** PROMPT **
Look for the word "delivered" in the records, and copy each line where it appears.

▬▬▬▬▬▬▬▬▬▬

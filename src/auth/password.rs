//! Password hashing and verification
//!
//! bcrypt is the external one-way primitive; a library fault here is the
//! only failure that is not folded into the opaque credentials error.

use crate::error::AppError;
use bcrypt::{hash, verify, DEFAULT_COST};

/// Hash a password using bcrypt
pub fn hash_password(password: &str) -> Result<String, AppError> {
    hash(password, DEFAULT_COST)
        .map_err(|e| AppError::Internal(format!("Failed to hash password: {}", e)))
}

/// Verify a password against a stored hash
pub fn verify_password(password: &str, hash: &str) -> Result<bool, AppError> {
    verify(password, hash)
        .map_err(|e| AppError::Internal(format!("Failed to verify password: {}", e)))
}

#[cfg(test)]
mod tests {
    use super::*;

    #[test]
    fn hash_then_verify() {
        // Low cost keeps the test fast; production uses DEFAULT_COST.
        let hash = bcrypt::hash("hunter2-but-longer", 4).unwrap();
        assert!(verify_password("hunter2-but-longer", &hash).unwrap());
        assert!(!verify_password("something-else", &hash).unwrap());
    }
}
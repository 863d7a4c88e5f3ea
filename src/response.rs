//! Success response envelope
//!
//! Mirrors the error body shape: payload plus the route that produced it and
//! a timestamp.

use axum::{response::IntoResponse, response::Response, Json};
use chrono::Utc;
use serde::Serialize;

#[derive(Debug, Serialize)]
pub struct SuccessfulResponse<T: Serialize> {
    pub data: T,
    pub instance: String,
    pub timestamp: String,
}

impl<T: Serialize> SuccessfulResponse<T> {
    pub fn build(data: T, instance: impl Into<String>) -> Self {
        Self {
            data,
            instance: instance.into(),
            timestamp: Utc::now().to_rfc3339(),
        }
    }
}

impl<T: Serialize> IntoResponse for SuccessfulResponse<T> {
    fn into_response(self) -> Response {
        Json(self).into_response()
    }
}

#[cfg(test)]
mod tests {
    use super::*;
    use pretty_assertions::assert_eq;

    #[test]
    fn envelope_carries_instance_and_timestamp() {
        let envelope = SuccessfulResponse::build(serde_json::json!({"ok": true}), "/api/v1/users/me");
        let json = serde_json::to_value(&envelope).unwrap();
        assert_eq!(json["instance"], "/api/v1/users/me");
        assert_eq!(json["data"]["ok"], true);
        assert!(json["timestamp"].as_str().is_some());
    }
}
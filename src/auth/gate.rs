//! Authentication gate
//!
//! Verifies a username/password pair against the stored credential record
//! and produces a [`Principal`]. Every expected failure (unknown user, hash
//! mismatch, deleted account) collapses into the one opaque
//! `WrongCredentials` error so the response never reveals which check
//! failed.

use crate::auth::password::verify_password;
use crate::auth::Principal;
use crate::db::AccountStore;
use crate::error::AppError;

/// Ephemeral credential pair; lives only for the duration of a login
/// request and is never persisted.
#[derive(Debug)]
pub struct Credentials {
    pub username: String,
    pub password: String,
}

/// Authenticate a credential pair against the account store.
///
/// A storage fault propagates as-is (fatal for the request); everything
/// else is `WrongCredentials`.
pub async fn authenticate<S: AccountStore>(
    store: &S,
    credentials: &Credentials,
) -> Result<Principal, AppError> {
    let account = store
        .find_by_username(&credentials.username)
        .await?
        .ok_or(AppError::WrongCredentials)?;

    if !verify_password(&credentials.password, &account.password_hash)? {
        return Err(AppError::WrongCredentials);
    }

    Ok(account.into())
}

/// Re-resolve a principal by its public UUID with a fresh role lookup.
///
/// The refresh flow calls this instead of trusting anything embedded in the
/// refresh token, so role and ban changes take effect on the next minted
/// access token.
pub async fn resolve_by_uuid<S: AccountStore>(
    store: &S,
    uuid: uuid::Uuid,
) -> Result<Principal, AppError> {
    let account = store
        .find_by_uuid(uuid)
        .await?
        .ok_or(AppError::Unauthenticated)?;
    Ok(account.into())
}

#[cfg(test)]
mod tests {
    use super::*;
    use crate::auth::ROLE_USER;
    use crate::db::AccountRecord;
    use pretty_assertions::assert_eq;
    use std::collections::HashMap;
    use uuid::Uuid;

    struct MemStore {
        by_username: HashMap<String, AccountRecord>,
    }

    impl MemStore {
        fn with_alice() -> Self {
            let mut by_username = HashMap::new();
            by_username.insert(
                "alice".to_string(),
                AccountRecord {
                    id: 1,
                    uuid: Uuid::new_v4(),
                    username: "alice".to_string(),
                    email: "alice@example.com".to_string(),
                    password_hash: bcrypt::hash("correct-pw", 4).unwrap(),
                    roles: vec![ROLE_USER.to_string()],
                },
            );
            Self { by_username }
        }
    }

    impl AccountStore for MemStore {
        async fn find_by_username(
            &self,
            username: &str,
        ) -> Result<Option<AccountRecord>, AppError> {
            Ok(self.by_username.get(username).cloned())
        }

        async fn find_by_uuid(&self, uuid: Uuid) -> Result<Option<AccountRecord>, AppError> {
            Ok(self
                .by_username
                .values()
                .find(|account| account.uuid == uuid)
                .cloned())
        }
    }

    fn credentials(username: &str, password: &str) -> Credentials {
        Credentials {
            username: username.to_string(),
            password: password.to_string(),
        }
    }

    #[tokio::test]
    async fn correct_credentials_yield_principal() {
        let store = MemStore::with_alice();
        let principal = authenticate(&store, &credentials("alice", "correct-pw"))
            .await
            .unwrap();
        assert_eq!(principal.username, "alice");
        assert_eq!(principal.email, "alice@example.com");
        assert_eq!(principal.roles, vec![ROLE_USER.to_string()]);
    }

    #[tokio::test]
    async fn wrong_password_is_opaque() {
        let store = MemStore::with_alice();
        let err = authenticate(&store, &credentials("alice", "wrong-pw"))
            .await
            .unwrap_err();
        assert!(matches!(err, AppError::WrongCredentials));
    }

    #[tokio::test]
    async fn unknown_user_gets_the_same_error() {
        let store = MemStore::with_alice();
        let err = authenticate(&store, &credentials("ghost", "anything"))
            .await
            .unwrap_err();
        // Deliberately indistinguishable from a bad password.
        assert!(matches!(err, AppError::WrongCredentials));
    }

    #[tokio::test]
    async fn resolve_by_uuid_reads_current_roles() {
        use crate::auth::ROLE_ADMIN;

        let mut store = MemStore::with_alice();
        let uuid = store.by_username["alice"].uuid;

        let principal = resolve_by_uuid(&store, uuid).await.unwrap();
        assert_eq!(principal.roles, vec![ROLE_USER.to_string()]);
        assert!(!principal.is_admin());

        // Promote alice after the refresh token would have been issued; the
        // next resolution must see the new role set.
        store
            .by_username
            .get_mut("alice")
            .unwrap()
            .roles
            .push(ROLE_ADMIN.to_string());

        let principal = resolve_by_uuid(&store, uuid).await.unwrap();
        assert!(principal.is_admin());
    }

    #[tokio::test]
    async fn resolve_by_unknown_uuid_is_unauthenticated() {
        let store = MemStore::with_alice();
        let err = resolve_by_uuid(&store, Uuid::new_v4()).await.unwrap_err();
        assert!(matches!(err, AppError::Unauthenticated));
    }
}
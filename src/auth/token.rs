//! JWT signing and verification
//!
//! One codec, two providers. The codec turns a claim set into a compact
//! HS256-signed token and back; the access and refresh providers fix the
//! claim-building and claim-reading policy on top of it. Verification order
//! is strict: signature and structure first, then the expiration predicate,
//! then any claim is trusted. An invalid signature therefore reveals nothing
//! about claim contents.

use chrono::{DateTime, Duration, Utc};
use jsonwebtoken::{
    decode, encode, errors::ErrorKind, Algorithm, DecodingKey, EncodingKey, Header, Validation,
};
use serde::{Deserialize, Serialize};
use thiserror::Error;
use uuid::Uuid;

use crate::auth::Principal;
use crate::error::AppError;

/// Closed verification failure taxonomy.
///
/// Expiration is deliberately NOT in this list: an expired token is still
/// trustworthy (its signature checked out), just stale. Callers test
/// staleness with [`Claims::is_expired`] after `verify` succeeds.
#[derive(Error, Debug, Clone, Copy, PartialEq, Eq)]
pub enum TokenError {
    /// Cannot be parsed as a signed three-segment structure at all.
    #[error("token is malformed")]
    Malformed,

    /// Parses, but uses an algorithm or header this codec does not accept.
    #[error("token type or algorithm is unsupported")]
    Unsupported,

    /// Structure is fine but signature or structural validation failed.
    #[error("token failed validation")]
    Invalid,
}

/// Claim set carried by every token.
///
/// Access tokens fill `roles`; refresh tokens leave it absent so a leaked
/// long-lived token carries as little as possible.
#[derive(Debug, Clone, Serialize, Deserialize, PartialEq, Eq)]
pub struct Claims {
    /// Subject: the account username.
    pub sub: String,
    /// The account's public UUID.
    pub jti: Uuid,
    #[serde(skip_serializing_if = "Option::is_none")]
    pub roles: Option<Vec<String>>,
    pub iat: i64,
    pub nbf: i64,
    pub exp: i64,
}

impl Claims {
    /// Staleness predicate, checked only after `verify` succeeded.
    ///
    /// Strict boundary: a token is expired the instant `now` reaches `exp`.
    pub fn is_expired(&self, now: DateTime<Utc>) -> bool {
        self.exp <= now.timestamp()
    }
}

/// Signs and parses compact HS256 tokens against one symmetric secret.
#[derive(Clone)]
pub struct TokenCodec {
    encoding: EncodingKey,
    decoding: DecodingKey,
    validation: Validation,
    ttl: Duration,
}

impl TokenCodec {
    pub fn new(secret: &str, ttl: Duration) -> Self {
        // Signature/structure checks only; expiration is a separate
        // predicate so callers can tell "not trustworthy" from "stale".
        let mut validation = Validation::new(Algorithm::HS256);
        validation.validate_exp = false;
        validation.validate_nbf = false;
        validation.validate_aud = false;
        validation.leeway = 0;
        validation.required_spec_claims = std::collections::HashSet::new();

        Self {
            encoding: EncodingKey::from_secret(secret.as_bytes()),
            decoding: DecodingKey::from_secret(secret.as_bytes()),
            validation,
            ttl,
        }
    }

    pub fn ttl(&self) -> Duration {
        self.ttl
    }

    /// Build the time-dependent claim scaffolding around an identity.
    fn claims(&self, sub: &str, jti: Uuid, roles: Option<Vec<String>>) -> Claims {
        let now = Utc::now();
        Claims {
            sub: sub.to_string(),
            jti,
            roles,
            iat: now.timestamp(),
            nbf: now.timestamp(),
            exp: (now + self.ttl).timestamp(),
        }
    }

    pub fn sign(&self, claims: &Claims) -> Result<String, AppError> {
        encode(&Header::new(Algorithm::HS256), claims, &self.encoding)
            .map_err(|e| AppError::Internal(format!("Failed to sign token: {}", e)))
    }

    /// Verify signature and structure; classify any failure into the closed
    /// taxonomy. Never touches the expiration claim.
    pub fn verify(&self, token: &str) -> Result<Claims, TokenError> {
        decode::<Claims>(token, &self.decoding, &self.validation)
            .map(|data| data.claims)
            .map_err(|e| match e.kind() {
                ErrorKind::InvalidToken
                | ErrorKind::Base64(_)
                | ErrorKind::Json(_)
                | ErrorKind::Utf8(_) => TokenError::Malformed,
                ErrorKind::InvalidAlgorithm
                | ErrorKind::InvalidAlgorithmName
                | ErrorKind::MissingAlgorithm => TokenError::Unsupported,
                _ => TokenError::Invalid,
            })
    }
}

/// Short-lived, role-bearing tokens sent as `Authorization: Bearer`.
#[derive(Clone)]
pub struct AccessTokenProvider {
    codec: TokenCodec,
}

impl AccessTokenProvider {
    pub fn new(secret: &str, ttl_minutes: i64) -> Self {
        Self {
            codec: TokenCodec::new(secret, Duration::minutes(ttl_minutes)),
        }
    }

    /// Embeds subject, uuid and the principal's role names.
    pub fn generate_token(&self, principal: &Principal) -> Result<String, AppError> {
        let claims = self.codec.claims(
            &principal.username,
            principal.uuid,
            Some(principal.roles.clone()),
        );
        self.codec.sign(&claims)
    }

    pub fn verify(&self, token: &str) -> Result<Claims, TokenError> {
        self.codec.verify(token)
    }

    pub fn username_from_token(&self, token: &str) -> Result<String, TokenError> {
        self.verify(token).map(|claims| claims.sub)
    }
}

/// Long-lived tokens delivered as an HTTP-only cookie; carry only enough to
/// re-resolve the principal (no roles, so nothing stale can be trusted).
#[derive(Clone)]
pub struct RefreshTokenProvider {
    codec: TokenCodec,
}

impl RefreshTokenProvider {
    pub fn new(secret: &str, ttl_days: i64) -> Self {
        Self {
            codec: TokenCodec::new(secret, Duration::days(ttl_days)),
        }
    }

    pub fn ttl(&self) -> Duration {
        self.codec.ttl()
    }

    pub fn generate_token(&self, principal: &Principal) -> Result<String, AppError> {
        let claims = self
            .codec
            .claims(&principal.username, principal.uuid, None);
        self.codec.sign(&claims)
    }

    pub fn verify(&self, token: &str) -> Result<Claims, TokenError> {
        self.codec.verify(token)
    }

    pub fn uuid_from_token(&self, token: &str) -> Result<Uuid, TokenError> {
        self.verify(token).map(|claims| claims.jti)
    }
}
//! Application state management
//!
//! Shared state for all handlers. The token providers hold the signing
//! secret loaded once at startup; nothing in here is mutable after boot.

use crate::auth::token::{AccessTokenProvider, RefreshTokenProvider};
use crate::config::AuthConfig;
use crate::db::AccountService;
use deadpool_postgres::Pool;
use std::sync::Arc;

/// Application state shared across all handlers
pub struct AppState {
    /// Database connection pool (required)
    pub db_pool: Pool,

    /// Account lookup/mutation service
    pub accounts: AccountService,

    /// Short-lived, role-bearing bearer tokens
    pub access_tokens: AccessTokenProvider,

    /// Long-lived, cookie-delivered tokens
    pub refresh_tokens: RefreshTokenProvider,

    /// Whether refresh cookies are marked `Secure`
    pub secure_cookies: bool,
}

impl AppState {
    pub fn new(pool: Pool, auth: &AuthConfig) -> Self {
        Self {
            accounts: AccountService::new(pool.clone()),
            db_pool: pool,
            access_tokens: AccessTokenProvider::new(&auth.jwt_secret, auth.access_ttl_minutes),
            refresh_tokens: RefreshTokenProvider::new(&auth.jwt_secret, auth.refresh_ttl_days),
            secure_cookies: auth.secure_cookies,
        }
    }
}

/// Type alias for shared state
pub type SharedState = Arc<AppState>;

▬▬▬▬▬▬▬▬▬▬

** TASK RESPONSE **
/// Long-lived tokens delivered as an HTTP-only cookie; carry only enough to
    /// Long-lived, cookie-delivered tokens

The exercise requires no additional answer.